Dhaval Patel, MD, PhD

(Credit: Sana Bio)

A version of this article first appeared on our sister site, HCPLive.

Sana Biotechnology’s investigational chimeric antigen receptor (CAR) T-cell therapy, known as SC291, has been granted fast track designation by the FDA for the treatment of relapsed or refractory systemic lupus erythematosus (SLE), including both lupus nephritis and extrarenal lupus.¹

Dhaval Patel, MD, PhD, the chief scientific officer of Sana, said in a statment that the company was pleased to receive the designation, noting that it “highlights the need for new treatment options for patients with relapsed/refractory SLE."

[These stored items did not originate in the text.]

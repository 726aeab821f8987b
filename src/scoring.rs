/// Flat bonuses per week, each added on top of every lower tier reached.
pub const BONUS_TIERS: [(u64, u64); 5] = [
    (5_000, 50),
    (7_500, 75),
    (10_000, 100),
    (12_500, 150),
    (15_000, 200),
];

pub const STEPS_PER_POINT: u64 = 100;

pub fn calculate_points(steps: u64) -> u64 {
    let base = steps / STEPS_PER_POINT;
    let bonus: u64 = BONUS_TIERS
        .iter()
        .filter(|(threshold, _)| steps >= *threshold)
        .map(|(_, bonus)| bonus)
        .sum();
    base + bonus
}

pub fn avg_per_day(weekly_steps: u64) -> u64 {
    weekly_steps / 7
}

The therapy is a CD19-directed, hypoimmune (HIP)-modified allogeneic CAR T agent, designed as an off-the-shelf treatment. "As a HIP-modified allogeneic CAR T therapy with a scaled manufacturing process that produces hundreds of patient doses per manufacturing run, SC291 has the potential to serve as a universal off-the-shelf therapy that can address this large unmet need. We look forward to sharing initial data from the ongoing GLEAM trial," Patel said.¹

SC291 is currently under investigation in the aforementioned phase 1 GLEAM trial (NCT06294236), which is evaluating its safety, tolerability, and potential clinical benefits in an estimated population of 36 patients with B-cell-mediated autoimmune conditions.¹ The trial is assessing a single dose in patients pretreated with a standard regimen including cyclophosphamide and fludarabine.

GLEAM Trial Overview

The ongoing GLEAM study is a 24-month clinical trial designed to assess the safety profile of SC291. Secondary end points include changes in renal function, measured by estimated glomerular filtration rate, and proteinuria, assessed by urine protein creatinine ratio. Additional outcomes include duration of remission without medication, time to disease relapse, and changes in disease activity using various metrics such as the Systemic Lupus Erythematosus Disease Activity Index 2000 and Birmingham Vasculitis Activity Score version 3. Levels of SC291 CAR+ T cells in blood samples will also be monitored over the 24-month period.¹

Initial data from this trial are expected in 2025. The therapy aims to address the unmet needs of patients with autoimmune conditions that do not respond adequately to conventional treatments.¹

The fast track designation for SC291 reflects an ongoing need for innovative therapies to treat SLE, particularly in cases where current treatments fail to achieve satisfactory disease control. The data from ongoing trials, including the GLEAM and PHOENYCS GO studies, may contribute to the development of more targeted and effective options for managing SLE, particularly as more therapies are evaluated.

Other SLE Data From ACR

SLE and other autoimmune diseases have emerged as an area of focus for CAR-T therapeutic development in recent years. While on-site at the 2024 American College of Rheumatology (ACR) Convergence, held November 14 to 19 in Washington, DC, CGTLive®'s sister site HCPLive® spoke with Georg Schett, MD, vice president of research and chair of internal medicine at the University of Erlangen – Nuremberg, who presented data from 2 studies evaluating CD19-directed CAR-T therapies in patients with a variety of refractory autoimmune and rheumatic diseases—the CASTLE basket study and a phase 1 clinical trial for CC-97540, in development from Bristol Myers Squibb.^2,3

Schett, among other topics, noted that the "development of new technologies in CAR T-cells is very important, and [the next-generation] fast manufacturing [CC97540 uses] is very exciting because it's only 5 days, and you actually need much fewer cells to be infused into a patient with this fast manufacturing method, with a similar expansion of the cells as with the original method. So I think that's very exciting and it's, obviously, also important if there's a shorter duration in the turnaround time and less need for production space, because it's just shorter."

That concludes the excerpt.